In 2010, Canadian tax protester and vexatious litigant David Kevin Lindsay appealed his 2008 conviction and sentencing on five counts of failing to file income tax returns, on the ground that he was not a "person" as defined by the Income Tax Act. Lindsay's argument was that he had opted out of "personhood" in 1996, which made him "a full liability free will flesh and blood living man". The Supreme Court of British Columbia rejected his claims, commenting that "The ordinary sense of the word 'person' in the (Income Tax Act) is without ambiguity. It is clear that Parliament intended the word in its broadest sense."

In 2012, Associate Justice John D. Rooke of the Court of Queen's Bench of Alberta addressed the strawman theory in detail in his Meads v. Meads decision, concluding:
'Double/split person' schemes have no legal effect. These schemes have no basis in law. There is only one legal identity that attaches to a person. If a person wishes to add a legal 'layer' to themselves, then a corporation is the proper approach.

Judge Norman K. Moon found such tactics an unconvincing argument in 2013 when an individual named Brandon Gravatt tried to overturn a drug conviction and get out of prison. The case was summarily dismissed by the court.

In 2016, a billboard campaign promoted the "legal name fraud" theory in the United Kingdom. Lawyer David Allen Green commented that the theory was "complete tosh" and potentially harmful to litigants who would use it in court: "If people try to use such things to avoid their legal obligations they can end up with county court judgments or even criminal convictions. You may as well walk into court with a t-shirt saying 'I am an idiot'."

In 2021, the District Court of Queensland dismissed an application that relied on the strawman theory, commenting that this argument "may properly be described as nonsense or gobbledygook". The court also pointed out that the strawman scheme, if it had any legal validity, would have adverse consequences for those affected:

An adult human being with full capacity can sue and be sued. They are subject to the criminal laws of this state. These fundamental propositions cannot be doubted. It is true that a natural person can create a legal entity that has a distinct legal personality – such entities are commonly called companies – but this is an adjunct to, rather than a replacement for, the legal personality of the human being. One way of illustrating why this must be so is to consider the consequences of the ability to 'renounce' legal personhood.
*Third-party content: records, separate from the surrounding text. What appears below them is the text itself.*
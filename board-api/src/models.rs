use chrono::{DateTime, Utc};
use diesel::prelude::*;
use diesel::sql_types::{BigInt, Integer, Text, Timestamptz};
use serde::Serialize;
use uuid::Uuid;

use crate::schema::{comments, likes, posts, users, verifications};

// --- Users ---

#[derive(Debug, Clone, Queryable, Identifiable, Serialize)]
#[diesel(table_name = users)]
pub struct User {
    pub id: Uuid,
    pub email: String,
    pub nickname: String,
    #[serde(skip_serializing)]
    pub password_hash: String,
    #[serde(skip_serializing)]
    pub refresh_token_hash: Option<String>,
    pub created_at: DateTime<Utc>,
    pub updated_at: DateTime<Utc>,
}

#[derive(Debug, Clone, Insertable)]
#[diesel(table_name = users)]
pub struct NewUser {
    pub id: Uuid,
    pub email: String,
    pub nickname: String,
    pub password_hash: String,
}

// --- Verifications ---

/// What a verification code unlocks. Stored as text in `verifications.purpose`.
#[derive(Debug, Clone, Copy, PartialEq, Eq, Hash)]
pub enum VerificationPurpose {
    Signup,
    PasswordChange,
}

impl VerificationPurpose {
    pub fn as_str(&self) -> &'static str {
        match self {
            Self::Signup => "signup",
            Self::PasswordChange => "password-change",
        }
    }
}

impl std::fmt::Display for VerificationPurpose {
    fn fmt(&self, f: &mut std::fmt::Formatter<'_>) -> std::fmt::Result {
        f.write_str(self.as_str())
    }
}

#[derive(Debug, Clone, Queryable, Identifiable, Serialize)]
#[diesel(table_name = verifications)]
pub struct Verification {
    pub id: Uuid,
    pub email: String,
    pub purpose: String,
    #[serde(skip_serializing)]
    pub code: i32,
    pub verified: bool,
    pub created_at: DateTime<Utc>,
}

impl Verification {
    pub fn is_expired(&self, ttl_secs: i64, now: DateTime<Utc>) -> bool {
        ttl_secs > 0 && self.created_at + chrono::Duration::seconds(ttl_secs) < now
    }
}

#[derive(Debug, Clone, Insertable)]
#[diesel(table_name = verifications)]
pub struct NewVerification {
    pub id: Uuid,
    pub email: String,
    pub purpose: String,
    pub code: i32,
}

// --- Posts ---

#[derive(Debug, Clone, Queryable, Identifiable, Serialize)]
#[diesel(table_name = posts)]
pub struct Post {
    pub id: Uuid,
    pub user_id: Uuid,
    pub title: String,
    pub content: String,
    pub view: i32,
    pub created_at: DateTime<Utc>,
    pub updated_at: DateTime<Utc>,
}

#[derive(Debug, Clone, Insertable)]
#[diesel(table_name = posts)]
pub struct NewPost {
    pub id: Uuid,
    pub user_id: Uuid,
    pub title: String,
    pub content: String,
}

// --- Comments ---

#[derive(Debug, Clone, Queryable, Identifiable, Serialize)]
#[diesel(table_name = comments)]
pub struct Comment {
    pub id: Uuid,
    pub user_id: Uuid,
    pub post_id: Uuid,
    pub reply_comment_id: Option<Uuid>,
    pub content: String,
    pub created_at: DateTime<Utc>,
}

impl Comment {
    pub fn is_reply(&self) -> bool {
        self.reply_comment_id.is_some()
    }
}

#[derive(Debug, Clone, Insertable)]
#[diesel(table_name = comments)]
pub struct NewComment {
    pub id: Uuid,
    pub user_id: Uuid,
    pub post_id: Uuid,
    pub reply_comment_id: Option<Uuid>,
    pub content: String,
}

// --- Likes ---

#[derive(Debug, Clone, Queryable, Identifiable, Serialize)]
#[diesel(table_name = likes)]
pub struct Like {
    pub id: Uuid,
    pub user_id: Uuid,
    pub post_id: Uuid,
    pub created_at: DateTime<Utc>,
}

#[derive(Debug, Clone, Insertable)]
#[diesel(table_name = likes)]
pub struct NewLike {
    pub id: Uuid,
    pub user_id: Uuid,
    pub post_id: Uuid,
}

// --- Read models ---

/// One row of a post listing.
#[derive(Debug, Clone, QueryableByName, Serialize)]
pub struct PostSummary {
    #[diesel(sql_type = diesel::sql_types::Uuid)]
    pub id: Uuid,
    #[diesel(sql_type = Text)]
    pub title: String,
    #[diesel(sql_type = Text)]
    pub content: String,
    #[diesel(sql_type = Text)]
    pub writer: String,
    #[diesel(sql_type = Timestamptz)]
    pub date: DateTime<Utc>,
    #[diesel(sql_type = Integer)]
    pub view: i32,
    #[diesel(sql_type = BigInt)]
    #[serde(rename = "like")]
    pub like_count: i64,
    #[diesel(sql_type = BigInt)]
    #[serde(rename = "comment")]
    pub comment_count: i64,
}

/// A comment joined with its author's nickname.
#[derive(Debug, Clone, Serialize)]
pub struct CommentView {
    pub id: Uuid,
    pub content: String,
    pub writer: String,
    pub date: DateTime<Utc>,
    #[serde(skip_serializing_if = "Option::is_none")]
    pub reply: Option<Uuid>,
}

#[derive(Debug, Clone, Serialize)]
pub struct PostDetail {
    pub id: Uuid,
    pub title: String,
    pub content: String,
    pub writer: String,
    pub date: DateTime<Utc>,
    pub view: i32,
    pub like: i64,
    pub liked_users: Vec<String>,
    pub comments: Vec<CommentView>,
    pub replies: Vec<CommentView>,
}

#[derive(Debug, Clone, Copy, Serialize)]
pub struct LikeToggle {
    pub liked: bool,
    pub like: i64,
}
The law has at times recognised categories of person who did not possess a legal personality. These categories included, before 1833, slaves, who were regarded as chattel property, could be bought and sold, and who had no rights under the law. At times women and children were thought not to possess a legal personality. (...) The fates of people who were in these categories were rarely pleasant. If the applicant were somehow able to renounce his legal personality, he would become a human being without rights. He would be mere property. Such an outcome would be antithetical to our society and system of laws.

Likewise, Donald J. Netolitzky has stressed that:
In modern law, any human being is also innately a legal person, so the historical duality that might serve as a theoretical foundation for "Strawman" Theory is now irrevocably and innately melded together into a single unit. Any human being is a legal person.

It is impossible to dodge the law by insisting that an individual is different from his or her person. If a court can establish a person's identity, regardless of consent or cooperation, the court will engage in proceedings and sanctions against the individual. This is due to the legal principle known as Idem sonans (Latin for "sounding the same") which states that similar sounding names are just as valid in referring to a person. The earliest legal precedent is R v Davis in the United Kingdom in 1851.

If two names spelt differently necessarily sound alike, the court may, as matter of law, pronounce them to be idem sonantia; but if they do not necessarily sound alike, the question whether they are idem sonantia is a question of fact for the jury.